I attended the 28th Eastern Association for the Surgery of Trauma (EAST) Annual Scientific Assembly earlier this year and wanted to share what doctors across the U.S. are doing to help your kids behind the scene. EAST is one of the major trauma organizations, a scientific body and collegial organization for people interested in trauma care. Most EAST members have done fellowship training in trauma and primarily take care of adults. There’s not a dedicated pediatric focus but it’s a good organization to be involved with for people who care about pediatric trauma.
Only about 25 percent of injured children are cared for at dedicated pediatric trauma centers by full-time pediatric trauma specialists. Most children receive their care from people who care primarily for adults, and EAST is an opportunity for adults and pediatric trauma specialists to interact.
EAST is geared toward the development of evidence-based guidelines, in addition to presenting new scientific research. A group in Missouri is studying regionalized trauma care and they found that there were better outcomes for long-term survival and function after they had regionalized their trauma system. There were several papers presented regarding trauma resuscitation.
There was also a paper on monitoring for traumatic brain injury where using advanced computer software can measure very slight changes in patients in the ICU, such as blood pressure and pulse rate. With some analysis by the software, they could predict adverse events in the ICU, anticipate problems sooner and provide preventative treatment.

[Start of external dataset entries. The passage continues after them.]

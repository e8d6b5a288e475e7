//! Monthly hours reconciliation and rate-tier billing

use super::FleetData;
use crate::error::{HeliopsError, Result};
use crate::models::{Flight, HourlyRates};
use chrono::{Datelike, NaiveDate, Weekday};
use serde::Serialize;
use std::collections::{BTreeMap, HashSet};
use tracing::{debug, warn};

/// Rates used when an aircraft carries no rate card of its own
pub const DEFAULT_RATES: HourlyRates = HourlyRates {
    standard: 1500.0,
    night: 1800.0,
    weekend: 1950.0,
    holiday: 2250.0,
};

/// Departures at or after this hour are billed as night flights
pub const NIGHT_START_HOUR: u32 = 20;
/// Departures before this hour are billed as night flights
pub const NIGHT_END_HOUR: u32 = 6;

/// Price bracket applied to a flight's hours.
///
/// Precedence when several apply: holiday > weekend > night > standard.
#[derive(Debug, Clone, Copy, PartialEq, Eq, Hash, PartialOrd, Ord, Serialize)]
#[serde(rename_all = "lowercase")]
pub enum RateTier {
    Standard,
    Night,
    Weekend,
    Holiday,
}

impl RateTier {
    pub fn rate(self, rates: &HourlyRates) -> f64 {
        match self {
            RateTier::Standard => rates.standard,
            RateTier::Night => rates.night,
            RateTier::Weekend => rates.weekend,
            RateTier::Holiday => rates.holiday,
        }
    }
}

impl std::fmt::Display for RateTier {
    fn fmt(&self, f: &mut std::fmt::Formatter<'_>) -> std::fmt::Result {
        match self {
            RateTier::Standard => f.write_str("standard"),
            RateTier::Night => f.write_str("night"),
            RateTier::Weekend => f.write_str("weekend"),
            RateTier::Holiday => f.write_str("holiday"),
        }
    }
}

/// Source of public holidays for the holiday tier
pub trait HolidayCalendar {
    fn is_holiday(&self, date: NaiveDate) -> bool;
}

/// Calendar with no holidays at all; the holiday tier never applies.
#[derive(Debug, Clone, Copy, Default)]
pub struct NoHolidays;

impl HolidayCalendar for NoHolidays {
    fn is_holiday(&self, _date: NaiveDate) -> bool {
        false
    }
}

/// Explicit list of holiday dates
#[derive(Debug, Clone, Default)]
pub struct FixedHolidays(HashSet<NaiveDate>);

impl FixedHolidays {
    pub fn new(dates: impl IntoIterator<Item = NaiveDate>) -> Self {
        Self(dates.into_iter().collect())
    }
}

impl HolidayCalendar for FixedHolidays {
    fn is_holiday(&self, date: NaiveDate) -> bool {
        self.0.contains(&date)
    }
}

/// Pick the tier for a flight.
///
/// An unreadable departure time only loses the night tier; date-based tiers
/// still apply.
pub fn rate_tier(flight: &Flight, calendar: &dyn HolidayCalendar) -> RateTier {
    if calendar.is_holiday(flight.date) {
        return RateTier::Holiday;
    }

    if matches!(flight.date.weekday(), Weekday::Sat | Weekday::Sun) {
        return RateTier::Weekend;
    }

    match flight.departure_hour() {
        Ok(hour) if hour >= NIGHT_START_HOUR || hour < NIGHT_END_HOUR => RateTier::Night,
        Ok(_) => RateTier::Standard,
        Err(e) => {
            warn!(flight_id = %flight.id, error = %e, "Unreadable departure time, billing as standard");
            RateTier::Standard
        },
    }
}

/// Hours and billing for one pilot over one calendar month
#[derive(Debug, Clone, PartialEq, Serialize)]
#[serde(rename_all = "camelCase")]
pub struct MonthlyHours {
    pub pilot_id: String,
    pub year: i32,
    pub month: u32,
    pub flights: usize,
    /// Decimal hours, two decimals
    pub total_hours: f64,
    /// Billed amount, two decimals
    pub total_amount: f64,
    /// Unrounded hours per tier, for the breakdown table
    pub hours_by_tier: BTreeMap<RateTier, f64>,
}

/// Sum completed flight time for a pilot in `year`/`month` and price it.
///
/// Flight time prefers the decimal `flight_time` field and falls back to the
/// "H:MM" string. A flight whose duration cannot be read counts as zero.
pub fn pilot_monthly_hours(
    data: &FleetData,
    pilot_id: &str,
    year: i32,
    month: u32,
    calendar: &dyn HolidayCalendar,
) -> Result<MonthlyHours> {
    if !(1..=12).contains(&month) {
        return Err(HeliopsError::InvalidMonth(month));
    }

    let mut total_hours = 0.0;
    let mut total_amount = 0.0;
    let mut flights = 0;
    let mut hours_by_tier = BTreeMap::new();

    for flight in data.flights_for_pilot(pilot_id).filter(|f| {
        f.is_completed() && f.date.year() == year && f.date.month() == month
    }) {
        let hours = match flight.duration_hours() {
            Ok(hours) => hours,
            Err(e) => {
                warn!(flight_id = %flight.id, error = %e, "Skipping unreadable flight duration");
                0.0
            },
        };

        let rates = data
            .helicopter(&flight.helicopter_id)
            .and_then(|h| h.hourly_rates)
            .unwrap_or(DEFAULT_RATES);
        let tier = rate_tier(flight, calendar);

        debug!(flight_id = %flight.id, hours, tier = %tier, "Billing flight");

        flights += 1;
        total_hours += hours;
        total_amount += hours * tier.rate(&rates);
        *hours_by_tier.entry(tier).or_insert(0.0) += hours;
    }

    Ok(MonthlyHours {
        pilot_id: pilot_id.to_string(),
        year,
        month,
        flights,
        total_hours: round2(total_hours),
        total_amount: round2(total_amount),
        hours_by_tier,
    })
}

pub(crate) fn round2(value: f64) -> f64 {
    (value * 100.0).round() / 100.0
}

EAST is the premier guidelines organization in trauma, adult or pediatrics, and they have a long history of distributing good, evidence-based guidelines. EAST has a link on their website that gets thousands of hits a day from clinicians searching for answers to problems they’re facing with patients in their care. This year, they had a guideline on ATV safety and gun violence injury prevention, reviewing different states’ legislation.
They also presented a guideline on family presence in trauma resuscitation, which is something pediatric specialists have been doing for a while. Even while treating a critically-injured patient, can we make a way for families to be with somebody they love? We have to realize that for some of those patients it may be the final moments of their life and we need to find a way for them to be with somebody that they care about. It’s great to see some things that have been traditionally more pediatric focused are gaining some traction in the adult trauma care world.
We had an ad hoc pediatric trauma committee there, many familiar faces from the Pediatric Trauma Society with a real commitment among ourselves to continue to support EAST in its mission. EAST looks to the pediatric specialists to help generate that research so that those guidelines can be evidence-based, and be evaluated and used by people all over the world. They’ve also opened the door for us to teach sessions on pediatric trauma topics.
So many adult trauma care providers also take care of children so we can’t abandon our commitment to adult trauma care because there are many more adult fellowship-trained people taking care of children than there are pediatric specialty people. It was a fruitful time and it’s a meeting I look forward to every year. I always come back from the EAST meeting excited and full of good ideas for helping Save Injured Kids.